By guessing I found that $A=5.2, \ B=5.3$ and $C=1.0$ gives me a pretty good fit. Now I want to write a function in R-code that computes the likelihood function (the probability of observed data $y_1,\ldots,y_{i}$ given the observed values $x_1,...,x_i$ and the observed values for the parameters).

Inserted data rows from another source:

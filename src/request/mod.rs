//! Request parameters.

mod login;
mod new_trade_offer;

pub use login::LoginRequest;
pub use new_trade_offer::{NewTradeOffer, NewTradeOfferItem, NewTradeOfferBuilder};
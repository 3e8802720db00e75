use crate::serializers::string;
use serde::Deserialize;

/// The response from `ITwoFactorService/QueryTime`. Guard codes and
/// confirmation signatures are computed against this clock, never the local
/// one.
#[derive(Debug, Deserialize, Clone)]
pub struct ServerTimeResponse {
    pub response: ServerTimeData,
}

#[derive(Debug, Deserialize, Clone)]
pub struct ServerTimeData {
    /// Unix time on Steam's servers.
    #[serde(with = "string")]
    pub server_time: u64,
}
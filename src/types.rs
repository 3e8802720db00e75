//! Types for common values in Steam responses.

use std::collections::HashMap;
use reqwest_middleware::ClientWithMiddleware;

/// Uniquely identifies an application on Steam. For example: 440 for Team Fortress 2.
pub type AppId = u32;
/// A context ID belonging to an [`AppId`].
pub type ContextId = u64;
/// An asset ID unique to an [`AppId`] + [`ContextId`] combination.
pub type AssetId = u64;
/// An amount for stackable items. For non-stackable items this is simply `1`.
pub type Amount = u32;
/// An ID for a class of items which share a description.
pub type ClassId = u64;
/// A more specific instance of a class, for example a Team Fortress 2 item
/// which is painted.
pub type InstanceId = u64;
/// An ID of a trade offer.
pub type TradeOfferId = u64;

pub use crate::time::ServerTime;

/// Cookies keyed by name. This is the unit the cookie store works in; the
/// HTTP client itself never retains cookies.
pub type CookieMap = HashMap<String, String>;

pub(crate) type HttpClient = ClientWithMiddleware;
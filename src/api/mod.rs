//! Wrappers over Steam's authenticated web endpoints.
//!
//! Each API holds an [`AuthManager`](crate::AuthManager) and sends its
//! requests through the account's stored session, so the account must be
//! logged in first. A dead session surfaces as
//! [`Error::NotLoggedIn`](crate::Error::NotLoggedIn).

mod inventory;
mod market;
mod trade;

pub use inventory::InventoryAPI;
pub use market::MarketAPI;
pub use trade::TradeAPI;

But before I do that, I need to understand what's going on mathematically.
The posterior is given by
$$\pi(x_1,\ldots,x_i\mid y_1,\ldots,y_i)=\frac{\color{red}{\pi(y_1,\ldots ,y_i\mid x_1,\ldots,x_i)} \cdot \pi(x_1,\ldots,x_i)}{\pi(y_1,\ldots,y_i)},$$
where $\pi(y_1,\ldots,y_i\mid x_1,\ldots,x_i)$ is the likelihood. But how do I calculate the, posterior, evidence and the prior here? Any help is appreciated.